The progress bar disappeared, replaced by the button to delete the files. Permanently. “Almost done.”
He leaned down and peered at the screen. “Your destruction routine has a fancy button? You must’ve been thinking about this for a while.”
I looked away. “Just—I can’t. Do it for me.”
“On it.” His big hand covered the mouse, and the click echoed through my small office, pricking my heart.
After I blinked away the tears, I glanced back at the screen.
CASE was gone.Three years of work disappeared into the ether.
“May it rest in peace,” Jackson said. Thirty seconds of solemn silence ticked by as I remembered the long nights filled with the clicks of my keyboard, the moments of buzzy discovery, the elation of scanning a perfect bit of code.
He cleared his throat. “I imagine there are some backup tapes we need to dispose of?”
“Shit. You’re right.” Someone could take those backups and resurrect CASE, same as when a freak power surge two summers ago had taken down its main server. I’d spent four hours flipping out until the IT guys had restored it from the backup.
Avoiding Martell’s office, I led my brother downstairs to the basement. Jackson turned his face from the camera as I swiped my ID at the entrance to the server room.

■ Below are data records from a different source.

//! Backend lifecycle.
//!
//! A [`Backend`] is started from a live [`BackendConfig`]. Startup restores
//! the root, self and generation topics into a fresh store and then spawns
//! one [`TopicConsumer`] per topic, all bound to one cancellation token.
//! [`Backend::shutdown`] cancels the token and waits for every consumer.

mod config;
mod state;
mod storage;

use std::sync::Arc;

use ironvault_broker::{
    LogBroker, MessageDecoder, MessageEncoder, PayloadCipher, TopicConsumer, TopicSpec, VerifierSet,
    encryption_disabled,
};
use ironvault_types::{GENERATION_TOPIC, topic::replica_topic};
use snafu::ResultExt;
use tokio::task::{JoinError, JoinSet};
use tokio_util::sync::CancellationToken;
use tracing::{info, warn};

pub use self::{
    config::BackendConfig,
    state::{BackendPhase, BackendState},
    storage::{CONFIG_KEY, ConfigStorage, FileConfigStorage, MemoryConfigStorage},
};
use crate::{
    destination::{GenerationDestination, ReplicaDestination, SelfDestination},
    dispatch::{Dispatcher, Registry, Scope},
    downstream::IdentitySystem,
    error::{ConfigSnafu, IamError, Result, TaskSnafu},
    restore::Restorer,
    store::{IamStore, Publisher},
};

/// Inputs of [`Backend::start`].
#[derive(bon::Builder)]
pub struct BackendOptions {
    /// Live configuration.
    config: Arc<BackendConfig>,
    /// Log the topics live in.
    broker: Arc<dyn LogBroker>,
    /// Identity system downstream actions run against.
    identity: Arc<dyn IdentitySystem>,
    /// Replica names this instance publishes authoritative objects to, under
    /// its root source name.
    #[builder(default)]
    replicas: Vec<String>,
    /// Consumer group offsets are committed under. Defaults to the self topic name.
    #[builder(into)]
    group: Option<String>,
}

type ConsumerExit = (Scope, std::result::Result<ironvault_broker::Result<()>, JoinError>);

/// A running instance: its store and its consumers.
pub struct Backend {
    store: Arc<IamStore>,
    config: Arc<BackendConfig>,
    cancellation_token: CancellationToken,
    consumers: JoinSet<ConsumerExit>,
}

impl std::fmt::Debug for Backend {
    fn fmt(&self, f: &mut std::fmt::Formatter<'_>) -> std::fmt::Result {
        f.debug_struct("Backend")
            .field("self_topic", &self.config.topics.self_topic_name)
            .field("root_topic", &self.config.topics.root_topic_name)
            .field("consumers", &self.consumers.len())
            .finish_non_exhaustive()
    }
}

struct Decoders {
    root: MessageDecoder,
    local: MessageDecoder,
    generation: MessageDecoder,
}

impl Decoders {
    fn new(config: &BackendConfig, own_key: [u8; 32]) -> Result<Self> {
        let root_key = config.topics.root_key().context(ConfigSnafu)?;
        let peers = config.topics.peer_keys().context(ConfigSnafu)?;
        let cipher = if encryption_disabled() {
            None
        } else {
            Some(PayloadCipher::new(config.broker.encryption_key_bytes().context(ConfigSnafu)?))
        };
        let trusted_locally = || std::iter::once(own_key).chain(peers.iter().copied());
        Ok(Self {
            root: MessageDecoder::new(VerifierSet::new([root_key])?, cipher.clone()),
            local: MessageDecoder::new(VerifierSet::new(trusted_locally())?, cipher),
            generation: MessageDecoder::new(VerifierSet::new(trusted_locally())?, None),
        })
    }
}

impl Backend {
    /// Restores every topic and starts the consumers.
    ///
    /// Must be called within a Tokio runtime.
    ///
    /// # Errors
    ///
    /// Returns key material, topic creation and restore errors. No consumer
    /// is running when an error is returned.
    pub async fn start(options: BackendOptions) -> Result<Self> {
        let BackendOptions { config, broker, identity, replicas, group } = options;
        config.validate()?;
        let topics = &config.topics;
        let group = group.unwrap_or_else(|| topics.self_topic_name.clone());
        let endpoints = config.broker.endpoints.len();

        let encoder = MessageEncoder::from_config(&config.broker)?;
        let decoders = Decoders::new(&config, encoder.public_key())?;

        for spec in [
            TopicSpec::new(&topics.root_topic_name, endpoints),
            TopicSpec::new(&topics.self_topic_name, endpoints),
            TopicSpec::generation(endpoints),
        ] {
            broker.create_topic(&spec)?;
        }

        let mut publisher = Publisher::new(Arc::clone(&broker), encoder)
            .destination(SelfDestination::new(&topics.self_topic_name))
            .destination(GenerationDestination);
        let replica_topics = replicas
            .iter()
            .map(|replica| replica_topic(topics.root_source_name(), replica))
            .filter(|topic| !matches!(topic, Ok(t) if *t == topics.root_topic_name))
            .collect::<std::result::Result<Vec<_>, _>>()?;
        if !replica_topics.is_empty() {
            for topic in &replica_topics {
                broker.create_topic(&TopicSpec::new(topic, endpoints))?;
            }
            info!(replicas = ?replica_topics, "publishing to replica topics");
            publisher = publisher.destination(ReplicaDestination::new(replica_topics));
        }

        let store = IamStore::open()?;
        let registry = Registry::standard();
        let restorer = Restorer::builder()
            .store(&store)
            .registry(&registry)
            .broker(broker.as_ref())
            .batch_size(config.consumer.batch_size)
            .skip_on_wrong_signature(topics.skip_on_wrong_signature)
            .build();
        restorer.restore(&topics.root_topic_name, &decoders.root)?;
        restorer.restore(&topics.self_topic_name, &decoders.local)?;
        restorer.restore(GENERATION_TOPIC, &decoders.generation)?;

        let store = Arc::new(store.publishing(publisher));
        let registry = Arc::new(registry);
        let cancellation_token = CancellationToken::new();
        let mut consumers = JoinSet::new();
        for (scope, topic, decoder) in [
            (Scope::Root, topics.root_topic_name.clone(), decoders.root),
            (Scope::Local, topics.self_topic_name.clone(), decoders.local),
            (Scope::Generation, GENERATION_TOPIC.to_string(), decoders.generation),
        ] {
            let handler = Dispatcher::new(scope, Arc::clone(&store), Arc::clone(&registry), Arc::clone(&identity));
            let handle = TopicConsumer::builder()
                .broker(Arc::clone(&broker))
                .handler(Arc::new(handler))
                .decoder(decoder)
                .topic(topic)
                .group(group.clone())
                .config(config.consumer.clone())
                .skip_on_wrong_signature(topics.skip_on_wrong_signature)
                .cancellation_token(cancellation_token.child_token())
                .build()
                .start();
            consumers.spawn(async move { (scope, handle.await) });
        }
        info!(self_topic = %topics.self_topic_name, root_topic = %topics.root_topic_name, group, "backend started");

        Ok(Self { store, config, cancellation_token, consumers })
    }

    /// The store consumers write to.
    #[must_use]
    pub fn store(&self) -> &Arc<IamStore> {
        &self.store
    }

    /// Configuration the backend was started with.
    #[must_use]
    pub fn config(&self) -> &BackendConfig {
        &self.config
    }

    /// Token every consumer is bound to.
    #[must_use]
    pub fn cancellation_token(&self) -> &CancellationToken {
        &self.cancellation_token
    }

    /// Waits for the next consumer to stop. `None` once every consumer has stopped.
    pub async fn next_exit(&mut self) -> Option<(Scope, Result<()>)> {
        let exit = self.consumers.join_next().await?;
        Some(match exit {
            Ok((scope, finished)) => (scope, flatten(scope, finished)),
            Err(e) => (Scope::Root, TaskSnafu { task: "consumer", message: e.to_string() }.fail()),
        })
    }

    /// Cancels every consumer and waits for all of them.
    ///
    /// # Errors
    ///
    /// Returns the first consumer failure; every consumer has stopped either way.
    pub async fn shutdown(mut self) -> Result<()> {
        self.cancellation_token.cancel();
        let mut first: Option<IamError> = None;
        while let Some((scope, result)) = self.next_exit().await {
            if let Err(e) = result {
                warn!(scope = %scope, error = %e, "consumer failed before shutdown");
                first.get_or_insert(e);
            }
        }
        info!(self_topic = %self.config.topics.self_topic_name, "backend stopped");
        first.map_or(Ok(()), Err)
    }
}

fn flatten(scope: Scope, finished: std::result::Result<ironvault_broker::Result<()>, JoinError>) -> Result<()> {
    match finished {
        Ok(result) => Ok(result?),
        Err(e) => TaskSnafu { task: format!("{scope} consumer"), message: e.to_string() }.fail(),
    }
}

The servers’ fans roared louder than the surf at the beach during a storm. The sound was familiar, almost soothing.
“Fortunately,” I shouted over the noise, “grad students’ work doesn’t merit offsite storage. The tapes are stored here.”
Shelves full of tapes filled one wall of a small back room. Since that power surge, I knew what to look for.
“Here they are.” I held up the two plastic tape enclosures with my student ID number written on them in Sharpie. The backup and its backup. “Do I take them home and burn them?”
“Take them home.” Jackson snorted. “And add theft to the destruction of university property charges? No, these die here. If all goes well, it’ll look like the backups disappeared by mistake.
“That is”—he stared deep into my eyes—“if you’re sure you want to do this? Throw away years of your work? We could take one of these copies. In case you ever wanted to pick it up again.”
It was tempting. CASE represented so much work. And I could turn parts of it into the new games Jackson and I would build together. But would I be tempted to use it all and make CASE 1.1? And what if someone found it and made their own version of CASE? Someone who hadn’t learned the lessons I had?
“I learned a lot about creativity, about storytelling, on the book tour. CASE will ruin the things I love. It’s better this way.” Tears blurred my vision.
“Computer science is creative, too.”
“I know. But it’s not the same as art. And there’s room in the world for both without one destroying the other.”
Jackson squeezed my shoulder. “I’m sorry you had to learn that the hard way.”
I sniffled.
“Do you have a degausser?”He flipped the tape cartridge over in his hands.
“A what?”
Jackson rolled his eyes. “It uses a big magnet to erase data. If you had one, it’d probably be in this room. I bet you guys have been reusing these tapes since the dawn of time. I’m doing the university a favor by taking these two out of circulation. Find me a screwdriver, a drill, and some wire.”
A screwdriver lay on the desk nearby, and I handed it to him. He set to work on the tape cases. By the time I’d returned from fluttering my eyelashes at the maintenance guy to secure the drill, a coil of wire, and some wire cutters, he had the cartridges open, exposing the tape bobbins.
I winced when Jackson started up the drill to make a hole in the back side of the tape case, right in the middle of the bobbin. The roar of the servers’ fans masked the noise. Mostly. I hoped no one came to investigate. An unauthorized guest destroying the university’s property would be difficult to explain.
Jackson stepped onto a chair and used the wire to hang one tape cartridge from a vent in the ceiling. With a flick of his wrist, he sent the plastic tape spooling down toward the floor. I grabbed the end and yanked until gravity had done enough work to keep the tape flowing. We repeated the process with the other cartridge on another vent, and soon two fluffy piles of plastic ribbon mounded on the floor.
“Now we wait,” he said. “Where are the shredders?”
“There’s one in the mail room on each of the main floors.”